Tech advances help make supercomputers more accessible


Purdue University, anticipating increased faculty demand for supercomputing access, has moved its supercomputing cluster—called Steele—to a portable computer center containing more than 7,200 processing cores.

One of the first universities to use Hewlett-Packard’s Performance-Optimized Data Center (POD), Purdue says its use of the modular supercomputer will make space for two or three new supercomputers at the campus’s Rosen Center for Advanced Computing—a move that will help Purdue officials meet the growing faculty and researcher demand for supercomputing resources.

“This gives us an expansion capability we have not had,” said Lon Ahlen, facilities manager for Information Technology at Purdue (ITaP), the school’s main technology organization.

The POD technology has helped Purdue technology decision makers avoid reconfiguring buildings to fit new supercomputing resources—a costly adjustment.
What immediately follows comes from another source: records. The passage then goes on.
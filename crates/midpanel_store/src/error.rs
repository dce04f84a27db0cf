//! Error types for store operations.

use std::io;
use thiserror::Error;

/// Result type for store operations.
pub type StoreResult<T> = Result<T, StoreError>;

/// Errors that can occur in the local persistence layer.
///
/// Store errors are fatal to the operation that hit them; nothing in this
/// workspace retries local I/O.
#[derive(Debug, Error)]
pub enum StoreError {
    /// An I/O error occurred.
    #[error("I/O error: {0}")]
    Io(#[from] io::Error),

    /// Another process holds the panel directory lock.
    #[error("panel directory is locked by another process")]
    Locked,

    /// Attempted to read beyond the end of a backend.
    #[error("read beyond end of storage: offset {offset}, len {len}, size {size}")]
    ReadPastEnd {
        /// The requested read offset.
        offset: u64,
        /// The requested read length.
        len: usize,
        /// The current storage size.
        size: u64,
    },

    /// A journal frame failed structural validation.
    #[error("journal corrupted: {context}")]
    Corrupted {
        /// What was being parsed when the corruption was found.
        context: String,
    },

    /// A journal frame's checksum did not match its contents.
    #[error("checksum mismatch: stored {stored:#010x}, computed {computed:#010x}")]
    ChecksumMismatch {
        /// CRC stored in the frame.
        stored: u32,
        /// CRC computed over the frame.
        computed: u32,
    },

    /// A persisted document could not be encoded or decoded.
    #[error("invalid document: {0}")]
    InvalidDocument(String),
}

impl StoreError {
    /// Creates a `Corrupted` error.
    pub fn corrupted(context: impl Into<String>) -> Self {
        Self::Corrupted {
            context: context.into(),
        }
    }

    /// Creates an `InvalidDocument` error.
    pub fn invalid_document(message: impl Into<String>) -> Self {
        Self::InvalidDocument(message.into())
    }
}
impl LedgerStore {
    /// Opens the ledger, replaying the journal in the panel directory.
    ///
    /// # Errors
    ///
    /// Returns an error if the journal cannot be opened or holds a
    /// corrupted frame. A torn tail from a crashed append is discarded.
    pub fn open(dir: &PanelDir) -> LedgerResult<Self> {
        let journal = Journal::open_file(&dir.ledger_path(), true)?;

        let mut state = LedgerState::new();
        journal.for_each(|_, frame| {
            let record = LedgerRecord::decode_payload(frame.kind, &frame.payload)?;
            apply(&mut state, record);
            Ok(true)
        })?;

        debug!(
            events = state.events.len(),
            payments = state.payments.len(),
            orphans = state.orphans.len(),
            "ledger replayed"
        );

        Ok(Self {
            journal,
            state: RwLock::new(state),
        })
    }

    /// Records a sale against a reseller's balance.
    ///
    /// The amount is the signed deduction and must be zero or negative; the
    /// positive figure shows up in reports once negated.
    ///
    /// # Errors
    ///
    /// Returns a validation error for a positive amount, or a store error
    /// if the append fails.
    #[allow(clippy::too_many_arguments)]
    pub fn record_sale(
        &self,
        reseller: ResellerId,
        amount: i64,
        currency: Currency,
        description: impl Into<String>,
        plan: Option<PlanRef>,
        device: Option<DeviceId>,
        actor: impl Into<String>,
    ) -> LedgerResult<EventId> {
        if amount > 0 {
            return Err(LedgerError::validation(
                "sale amount must be zero or negative (sales are deductions)",
            ));
        }
        self.record_event(
            reseller,
            amount,
            currency,
            EventCategory::Sale,
            description.into(),
            plan,
            device,
            actor.into(),
        )
    }

    /// Records a manual balance adjustment. Either sign is allowed.
    ///
    /// # Errors
    ///
    /// Returns a store error if the append fails.
    pub fn record_adjustment(
        &self,
        reseller: ResellerId,
        amount: i64,
        currency: Currency,
        description: impl Into<String>,
        actor: impl Into<String>,
    ) -> LedgerResult<EventId> {
        self.record_event(
            reseller,
            amount,
            currency,
            EventCategory::Adjustment,
            description.into(),
            None,
            None,
            actor.into(),
        )
    }

    #[allow(clippy::too_many_arguments)]
    fn record_event(
        &self,
        reseller: ResellerId,
        amount: i64,
        currency: Currency,
        category: EventCategory,
        description: String,
        plan: Option<PlanRef>,
        device: Option<DeviceId>,
        actor: String,
    ) -> LedgerResult<EventId> {
        let mut state = self.state.write();
        let id = EventId::new(state.next_event);
        let record = LedgerRecord::Event(LedgerEvent {
            id,
            reseller,
            amount,
            currency,
            category,
            description,
            plan,
            device,
            at: now_millis(),
            actor,
            correction: None,
            voided: None,
            status: EventStatus::Active,
        });

        self.append_record(&record)?;
        apply(&mut state, record);
        Ok(id)
    }

    /// Attaches a correction overlay to an event.
    ///
    /// The event keeps its original amount; balance arithmetic sees
    /// `amount + correction` from now on. Correcting again replaces the
    /// overlay.
    ///
    /// # Errors
    ///
    /// Returns a validation error for an empty note (the event is left
    /// unchanged), a not-found error for an unknown event, or
    /// [`LedgerError::AlreadyVoided`] for a voided one.
    pub fn correct(
        &self,
        event: EventId,
        amount: i64,
        note: impl Into<String>,
        actor: impl Into<String>,
    ) -> LedgerResult<()> {
        let note = note.into();
        if note.trim().is_empty() {
            return Err(LedgerError::validation("correction note must not be empty"));
        }

        let mut state = self.state.write();
        {
            let row = state
                .events
                .get(&event)
                .ok_or_else(|| LedgerError::not_found(event.to_string()))?;
            if row.status == EventStatus::Voided {
                return Err(LedgerError::AlreadyVoided { id: event });
            }
        }

        let record = LedgerRecord::Correction {
            event,
            correction: Correction {
                amount,
                note,
                actor: actor.into(),
                at: now_millis(),
            },
        };
        self.append_record(&record)?;
        apply(&mut state, record);
        Ok(())
    }

    /// Voids an event. Its net contribution becomes exactly zero,
    /// regardless of any earlier correction.
    ///
    /// # Errors
    ///
    /// Returns a validation error for an empty note, a not-found error for
    /// an unknown event, or [`LedgerError::AlreadyVoided`] when voided
    /// twice.
    pub fn void(
        &self,
        event: EventId,
        note: impl Into<String>,
        actor: impl Into<String>,
    ) -> LedgerResult<()> {
        let note = note.into();
        if note.trim().is_empty() {
            return Err(LedgerError::validation("void note must not be empty"));
        }

        let mut state = self.state.write();
        {
            let row = state
                .events
                .get(&event)
                .ok_or_else(|| LedgerError::not_found(event.to_string()))?;
            if row.status == EventStatus::Voided {
                return Err(LedgerError::AlreadyVoided { id: event });
            }
        }

        let record = LedgerRecord::Void {
            event,
            mark: VoidMark {
                note,
                actor: actor.into(),
                at: now_millis(),
            },
        };
        self.append_record(&record)?;
        apply(&mut state, record);
        Ok(())
    }

    /// Records a payment received from a reseller.
    ///
    /// `date` is the business date of the payment, which is what windowed
    /// reports filter on.
    ///
    /// # Errors
    ///
    /// Returns a validation error for a non-positive amount, or a store
    /// error if the append fails.
    #[allow(clippy::too_many_arguments)]
    pub fn record_payment(
        &self,
        reseller: ResellerId,
        amount: i64,
        currency: Currency,
        date: u64,
        method: impl Into<String>,
        reference: impl Into<String>,
        actor: impl Into<String>,
    ) -> LedgerResult<PaymentId> {
        if amount <= 0 {
            return Err(LedgerError::validation("payment amount must be positive"));
        }

        let mut state = self.state.write();
        let id = PaymentId::new(state.next_payment);
        let record = LedgerRecord::Payment(PaymentRecord {
            id,
            reseller,
            amount,
            currency,
            date,
            method: method.into(),
            reference: reference.into(),
            recorded_by: actor.into(),
            recorded_at: now_millis(),
            cancellation: None,
            status: PaymentStatus::Active,
        });

        self.append_record(&record)?;
        apply(&mut state, record);
        Ok(id)
    }

    /// Cancels a payment. The row stays; its contribution becomes zero.
    ///
    /// # Errors
    ///
    /// Returns a validation error for an empty reason or an already
    /// cancelled payment, or a not-found error for an unknown one.
    pub fn cancel_payment(
        &self,
        payment: PaymentId,
        reason: impl Into<String>,
        actor: impl Into<String>,
    ) -> LedgerResult<()> {
        let reason = reason.into();
        if reason.trim().is_empty() {
            return Err(LedgerError::validation(
                "cancellation reason must not be empty",
            ));
        }

        let mut state = self.state.write();
        {
            let row = state
                .payments
                .get(&payment)
                .ok_or_else(|| LedgerError::not_found(payment.to_string()))?;
            if row.status == PaymentStatus::Cancelled {
                return Err(LedgerError::validation(format!(
                    "{payment} is already cancelled"
                )));
            }
        }

        let record = LedgerRecord::PaymentCancelled {
            payment,
            cancellation: Cancellation {
                reason,
                actor: actor.into(),
                at: now_millis(),
            },
        };
        self.append_record(&record)?;
        apply(&mut state, record);
        Ok(())
    }

    /// Appends an orphan audit entry.
    ///
    /// # Errors
    ///
    /// Returns a store error if the append fails.
    pub fn note_orphan(&self, note: OrphanNote) -> LedgerResult<()> {
        let mut state = self.state.write();
        let record = LedgerRecord::Orphan(note);
        self.append_record(&record)?;
        apply(&mut state, record);
        Ok(())
    }

    /// Looks up one event.
    #[must_use]
    pub fn event(&self, id: EventId) -> Option<LedgerEvent> {
        self.state.read().events.get(&id).cloned()
    }

    /// Looks up one payment.
    #[must_use]
    pub fn payment(&self, id: PaymentId) -> Option<PaymentRecord> {
        self.state.read().payments.get(&id).cloned()
    }

    /// Events for a reseller whose creation time falls in the window,
    /// in id order.
    #[must_use]
    pub fn events_for(&self, reseller: ResellerId, window: Window) -> Vec<LedgerEvent> {
        self.state
            .read()
            .events
            .values()
            .filter(|e| e.reseller == reseller && window.contains(e.at))
            .cloned()
            .collect()
    }

    /// Payments for a reseller dated inside the window, in id order.
    #[must_use]
    pub fn payments_for(&self, reseller: ResellerId, window: Window) -> Vec<PaymentRecord> {
        self.state
            .read()
            .payments
            .values()
            .filter(|p| p.reseller == reseller && window.contains(p.date))
            .cloned()
            .collect()
    }

    /// Orphan audit entries detected in the window.
    ///
    /// [`Scope::AllResellers`] returns every entry; a reseller scope
    /// returns only entries detected by passes over that reseller.
    #[must_use]
    pub fn orphans_for(&self, scope: Scope, window: Window) -> Vec<OrphanNote> {
        self.state
            .read()
            .orphans
            .iter()
            .filter(|n| window.contains(n.detected_at))
            .filter(|n| scope == Scope::AllResellers || n.scope == scope)
            .cloned()
            .collect()
    }

    /// Number of events in the ledger, voided ones included.
    #[must_use]
    pub fn event_count(&self) -> usize {
        self.state.read().events.len()
    }

    /// Number of payment rows, cancelled ones included.
    #[must_use]
    pub fn payment_count(&self) -> usize {
        self.state.read().payments.len()
    }

    /// Number of orphan audit entries.
    #[must_use]
    pub fn orphan_count(&self) -> usize {
        self.state.read().orphans.len()
    }

    /// Computes the balance report for a reseller over a window.
    ///
    /// One read guard is held for the whole computation, so the report is
    /// a consistent snapshot even while writers are queued. Nothing is
    /// cached: correcting a historical event changes every later report.
    #[must_use]
    pub fn balance(&self, reseller: ResellerId, window: Window) -> BalanceReport {
        let state = self.state.read();

        let mut opening: i64 = 0;
        let mut sales_net: i64 = 0;
        let mut total_payments: i64 = 0;

        for event in state.events.values().filter(|e| e.reseller == reseller) {
            if window.contains(event.at) {
                sales_net += event.net_effect();
            } else if window.precedes(event.at) {
                // Opening is the closing balance of everything earlier.
                opening += -event.net_effect();
            }
        }

        for payment in state.payments.values().filter(|p| p.reseller == reseller) {
            if window.contains(payment.date) {
                total_payments += payment.net_effect();
            } else if window.precedes(payment.date) {
                opening -= payment.net_effect();
            }
        }

        let total_sales = -sales_net;
        BalanceReport {
            reseller,
            window,
            opening_balance: opening,
            total_sales,
            total_payments,
            closing_balance: opening + total_sales - total_payments,
        }
    }

    fn append_record(&self, record: &LedgerRecord) -> LedgerResult<u64> {
        let payload = record.encode_payload()?;
        Ok(self.journal.append(record.kind().as_byte(), &payload)?)
    }
}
It requires only a concrete pad for foundation and a connection to the campus’s data and power lines, according to a university announcement.

“With the POD, we’ll have deployed an entire new data center in a matter of months at a fraction of the cost of a traditional data center, while being able to support all our current, as well as anticipated … faculty demand,” said John Campbell, associate vice president for academic technologies at Purdue.

The relatively pocket-sized supercomputing cluster will aid faculty members from a range of departments, including aeronautics, agronomy, climate science, communications, medicinal chemistry, molecular pharmacology, biology, engineering, physics, and statistics.

On some campuses, the sharing of supercomputing resources has expanded beyond faculty and students.

Brown University in Providence, R.I., in partnership with IBM, announced in November the opening of a new supercomputer in Brown’s Center for Computation and Visualization that will be made available to businesses, hospitals, nonprofit organizations, and other universities across the state.